O Rio Grande do Norte ja teve Café Filho com.o vice-presidente da república. Depois, outros nomes tentaram viabilizar suas pretensões, sem sucesso. O caso mais recente foi a do deputado Henrique Alves, que procurou, mas não conseguiu ser indicado como companheiro de José Serra, nas últimas eleições. Deu no que deu.

No momento, o nome da vez é o do senador José Agripino. A diferença é que ele tem recebido reciprocidade do PSDB e conta com a simpatia do próprio candidato do partido, governador Geraldo Alkmin. Em outras palavras, ficou mais próximo de realizar seu desejo de ser candidato a vice-presidente da república. Fosse Serera o escolhido e o candidato seria o senador Jorge Bornhousen.

Os pefelistas têm motivo para comemorar. O PSDB local, da mesma maneira. Não dá para entender a satisfação do PMDB. A retirada da candidatura de Agripino ao governo do estado não fortalece o nome da candidatura de Garibaldi Alves. O PMDB, com candidato a presidente, com a manutenção da verticalização, tentará amnular as prévias, marcadas para este final de semana.
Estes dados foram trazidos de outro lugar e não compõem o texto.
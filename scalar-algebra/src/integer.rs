use crate::traits::{Ordered, Ring};
use num_traits::{AsPrimitive, PrimInt, WrappingAdd, WrappingMul, WrappingNeg, WrappingSub};
use std::cmp::Ordering;
use std::fmt;
use std::marker::PhantomData;

/// Fixed-width integers with two's-complement wraparound, e.g. `Integers::<u8>::new()` or
/// `Integers::<i64>::new()`.
///
/// Every ring operation wraps: `127i8 + 1 == -128` and `-(-128i8) == -128`.
#[derive(Clone, Copy, Debug, Default)]
pub struct Integers<I> {
    _marker: PhantomData<I>,
}

impl<I> Integers<I> {
    pub fn new() -> Self {
        Self {
            _marker: PhantomData,
        }
    }
}

impl<I> Ring for Integers<I>
where
    I: PrimInt + WrappingAdd + WrappingSub + WrappingMul + WrappingNeg + fmt::Debug + 'static,
    i64: AsPrimitive<I>,
{
    type Element = I;

    fn zero(&self) -> I {
        I::zero()
    }

    fn unity(&self) -> I {
        I::one()
    }

    fn from_i64(&self, value: i64) -> I {
        value.as_()
    }

    fn add(&self, a: &I, b: &I) -> I {
        a.wrapping_add(b)
    }

    fn subtract(&self, a: &I, b: &I) -> I {
        a.wrapping_sub(b)
    }

    fn multiply(&self, a: &I, b: &I) -> I {
        a.wrapping_mul(b)
    }

    fn negate(&self, a: &I) -> I {
        a.wrapping_neg()
    }

    fn is_equal(&self, a: &I, b: &I) -> bool {
        a == b
    }
}

impl<I> Ordered for Integers<I>
where
    I: PrimInt + WrappingAdd + WrappingSub + WrappingMul + WrappingNeg + fmt::Debug + 'static,
    i64: AsPrimitive<I>,
{
    fn compare(&self, a: &I, b: &I) -> Option<Ordering> {
        Some(a.cmp(b))
    }
}

/// Arbitrary precision integers.
#[cfg(feature = "bignum")]
#[derive(Clone, Copy, Debug, Default)]
pub struct BigIntegers;

#[cfg(feature = "bignum")]
impl Ring for BigIntegers {
    type Element = num_bigint::BigInt;

    fn zero(&self) -> Self::Element {
        num_traits::Zero::zero()
    }

    fn unity(&self) -> Self::Element {
        num_traits::One::one()
    }

    fn from_i64(&self, value: i64) -> Self::Element {
        value.into()
    }

    fn add(&self, a: &Self::Element, b: &Self::Element) -> Self::Element {
        a + b
    }

    fn subtract(&self, a: &Self::Element, b: &Self::Element) -> Self::Element {
        a - b
    }

    fn multiply(&self, a: &Self::Element, b: &Self::Element) -> Self::Element {
        a * b
    }

    fn negate(&self, a: &Self::Element) -> Self::Element {
        -a
    }

    fn is_equal(&self, a: &Self::Element, b: &Self::Element) -> bool {
        a == b
    }
}

#[cfg(feature = "bignum")]
impl Ordered for BigIntegers {
    fn compare(&self, a: &Self::Element, b: &Self::Element) -> Option<Ordering> {
        Some(a.cmp(b))
    }
}
use crate::quaternion::Quaternion;
use crate::real::{approx_eq, float_from_i64};
use crate::traits::{Conjugate, Field, Normed, Ring, Rounding};
use num_traits::Float;
use std::fmt;
use std::ops::{Add, Mul, Neg, Sub};

/// Octonion built as a Cayley-Dickson pair of quaternions: `low + high * l`.
///
/// Components `e0..e3` live in `low`, `e4..e7` in `high`. Multiplication is neither commutative nor
/// associative, but the algebra is alternative, so every nonzero element has a two-sided inverse.
#[derive(Clone, Copy, Debug, Default, PartialEq)]
pub struct Octonion<F> {
    pub low: Quaternion<F>,
    pub high: Quaternion<F>,
}

impl<F: Float> Octonion<F> {
    pub fn new(low: Quaternion<F>, high: Quaternion<F>) -> Self {
        Self { low, high }
    }

    pub fn from_components(e: [F; 8]) -> Self {
        Self::new(
            Quaternion::new(e[0], e[1], e[2], e[3]),
            Quaternion::new(e[4], e[5], e[6], e[7]),
        )
    }

    pub fn from_real(r: F) -> Self {
        Self::new(Quaternion::from_real(r), Quaternion::zero())
    }

    /// Unit `e_n`; `e0` is the real unit. `None` for `n >= 8`.
    pub fn unit(n: usize) -> Option<Self> {
        let mut e = [F::zero(); 8];
        *e.get_mut(n)? = F::one();
        Some(Self::from_components(e))
    }

    pub fn components(&self) -> [F; 8] {
        let [a, b, c, d] = self.low.components();
        let [e, f, g, h] = self.high.components();
        [a, b, c, d, e, f, g, h]
    }

    /// `(conj(low), -high)`
    pub fn conj(&self) -> Self {
        Self::new(self.low.conj(), -self.high)
    }

    pub fn norm_sqr(&self) -> F {
        self.low.norm_sqr() + self.high.norm_sqr()
    }

    fn map(&self, f: impl Fn(F) -> F + Copy) -> Self {
        Self::new(self.low.map(f), self.high.map(f))
    }
}

impl<F: Float> Add for Octonion<F> {
    type Output = Self;

    fn add(self, other: Self) -> Self {
        Self::new(self.low + other.low, self.high + other.high)
    }
}

impl<F: Float> Sub for Octonion<F> {
    type Output = Self;

    fn sub(self, other: Self) -> Self {
        Self::new(self.low - other.low, self.high - other.high)
    }
}

impl<F: Float> Neg for Octonion<F> {
    type Output = Self;

    fn neg(self) -> Self {
        Self::new(-self.low, -self.high)
    }
}

// (a, b)(c, d) = (ac - conj(d)b, da + b conj(c))
impl<F: Float> Mul for Octonion<F> {
    type Output = Self;

    fn mul(self, other: Self) -> Self {
        let (a, b) = (self.low, self.high);
        let (c, d) = (other.low, other.high);

        Self::new(a * c - d.conj() * b, d * a + b * c.conj())
    }
}

impl<F: fmt::Display + Float> fmt::Display for Octonion<F> {
    fn fmt(&self, f: &mut fmt::Formatter<'_>) -> fmt::Result {
        write!(f, "{{")?;
        for (n, c) in self.components().iter().enumerate() {
            if n > 0 {
                write!(f, ", ")?;
            }
            write!(f, "{c}")?;
        }
        write!(f, "}}")
    }
}

/// Octonions over a floating point component type.
#[derive(Clone, Copy, Debug)]
pub struct Octonions<F> {
    tolerance: F,
}

impl<F: Float> Octonions<F> {
    pub fn new() -> Self {
        Self {
            tolerance: F::zero(),
        }
    }

    pub fn with_tolerance(tolerance: F) -> Self {
        Self {
            tolerance: tolerance.abs(),
        }
    }
}

impl<F: Float> Default for Octonions<F> {
    fn default() -> Self {
        Self::new()
    }
}

impl<F: Float + fmt::Debug> Ring for Octonions<F> {
    type Element = Octonion<F>;

    fn zero(&self) -> Octonion<F> {
        Octonion::from_real(F::zero())
    }

    fn unity(&self) -> Octonion<F> {
        Octonion::from_real(F::one())
    }

    fn from_i64(&self, value: i64) -> Octonion<F> {
        Octonion::from_real(float_from_i64(value))
    }

    fn add(&self, a: &Octonion<F>, b: &Octonion<F>) -> Octonion<F> {
        *a + *b
    }

    fn subtract(&self, a: &Octonion<F>, b: &Octonion<F>) -> Octonion<F> {
        *a - *b
    }

    fn multiply(&self, a: &Octonion<F>, b: &Octonion<F>) -> Octonion<F> {
        *a * *b
    }

    fn negate(&self, a: &Octonion<F>) -> Octonion<F> {
        -*a
    }

    fn is_equal(&self, a: &Octonion<F>, b: &Octonion<F>) -> bool {
        a.components()
            .iter()
            .zip(b.components().iter())
            .all(|(&x, &y)| approx_eq(x, y, self.tolerance))
    }
}

impl<F: Float + fmt::Debug> Field for Octonions<F> {
    fn invert(&self, a: &Octonion<F>) -> Option<Octonion<F>> {
        if self.is_zero(a) {
            return None;
        }
        let scale = a.norm_sqr().recip();
        Some(a.conj().map(|c| c * scale))
    }
}

impl<F: Float + fmt::Debug> Conjugate for Octonions<F> {
    fn conjugate(&self, a: &Octonion<F>) -> Octonion<F> {
        a.conj()
    }
}

impl<F: Float + fmt::Debug> Normed for Octonions<F> {
    type Real = F;

    fn norm(&self, a: &Octonion<F>) -> F {
        a.norm_sqr().sqrt()
    }

    fn norm_squared(&self, a: &Octonion<F>) -> F {
        a.norm_sqr()
    }
}

impl<F: Float + fmt::Debug> Rounding for Octonions<F> {
    fn floor(&self, a: &Octonion<F>) -> Octonion<F> {
        a.map(F::floor)
    }

    fn ceil(&self, a: &Octonion<F>) -> Octonion<F> {
        a.map(F::ceil)
    }

    fn round(&self, a: &Octonion<F>) -> Octonion<F> {
        a.map(F::round)
    }

    fn trunc(&self, a: &Octonion<F>) -> Octonion<F> {
        a.map(F::trunc)
    }
}

#[cfg(test)]
mod tests {
    use super::*;

    #[test]
    fn test_imaginary_units_square_to_minus_one() {
        let o = Octonions::<f64>::new();
        let minus_one = o.from_i64(-1);

        for n in 1..8 {
            let e = Octonion::unit(n).unwrap();
            assert_eq!(o.multiply(&e, &e), minus_one, "e{n}^2");
        }
    }

    #[test]
    fn test_unit_rejects_out_of_range_index() {
        assert!(Octonion::<f64>::unit(8).is_none());
        assert!(Octonion::<f64>::unit(9).is_none());
        assert_eq!(Octonion::<f64>::unit(7).map(|e| e.components()[7]), Some(1.0));
    }

    #[test]
    fn test_multiplication_is_not_associative() {
        let o = Octonions::<f64>::new();
        let (i, j, l) = (
            Octonion::unit(1).unwrap(),
            Octonion::unit(2).unwrap(),
            Octonion::unit(4).unwrap(),
        );

        let left = o.multiply(&o.multiply(&i, &j), &l);
        let right = o.multiply(&i, &o.multiply(&j, &l));

        assert!(!o.is_equal(&left, &right));
        assert_eq!(left, o.negate(&right));
    }

    #[test]
    fn test_quaternion_subalgebra_is_preserved() {
        let o = Octonions::<f64>::new();
        let p = Quaternion::new(1.0, 2.0, -1.0, 0.5);
        let q = Quaternion::new(0.0, -3.0, 2.0, 1.0);

        let product = o.multiply(
            &Octonion::new(p, Quaternion::zero()),
            &Octonion::new(q, Quaternion::zero()),
        );

        assert_eq!(product, Octonion::new(p * q, Quaternion::zero()));
    }

    #[test]
    fn test_inverse_and_norm() {
        let o = Octonions::<f64>::with_tolerance(1e-12);
        let x = Octonion::from_components([1.0, -1.0, 2.0, 0.0, 0.5, 3.0, -2.0, 1.0]);

        let inverse = o.invert(&x).unwrap();
        assert!(o.is_unity(&o.multiply(&x, &inverse)));
        assert!(o.is_unity(&o.multiply(&inverse, &x)));
        assert_eq!(o.norm_squared(&x), 20.25);
        assert_eq!(o.norm(&x), 4.5);
        assert!(o.invert(&o.zero()).is_none());
        assert_eq!(o.conjugate(&o.conjugate(&x)), x);
    }

    #[test]
    fn test_display() {
        let x = Octonion::from_components([1.0, 0.0, 0.0, 0.0, 0.0, 0.0, 0.0, -2.5]);
        assert_eq!(x.to_string(), "{1, 0, 0, 0, 0, 0, 0, -2.5}");

        let o = Octonions::<f64>::new();
        assert_eq!(o.round(&x), Octonion::from_components([1.0, 0.0, 0.0, 0.0, 0.0, 0.0, 0.0, -3.0]));
    }
}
Caso contrário, não será possivel a  aliança entre os dois partidos, aqui no estado.

Para o PFL, também haverá dificuldades. A saida de Agripino da sucessão estadual trará dificuldade para a escolha de candidatos, pois nenhuma liderança foi preparada para essa disputa. Como no PMDB, que só tem Garibaldi, no PFL, só existe o nome de Agripino. Qualquer um outro irá para o sacrifício.

Na política local, o mais difícil para as oposições é que o PMDB somente poderá coligar com o PFL e o PSDB se não apresentar candidato a presidente. Realizada a prévia do partido, o fato estará consumado. Se conseguirem implodi-la, o quadro poderá ser modificado.

Ser difícil ao PMDB ePFL locais fazerem suas alianças, mudando totalmente a estratégia pré-estabelecida. Mesmo assim, isso poderá mudar. A costura foi iniciada, pois todos apostam em Agripino na chapa de Alkmin.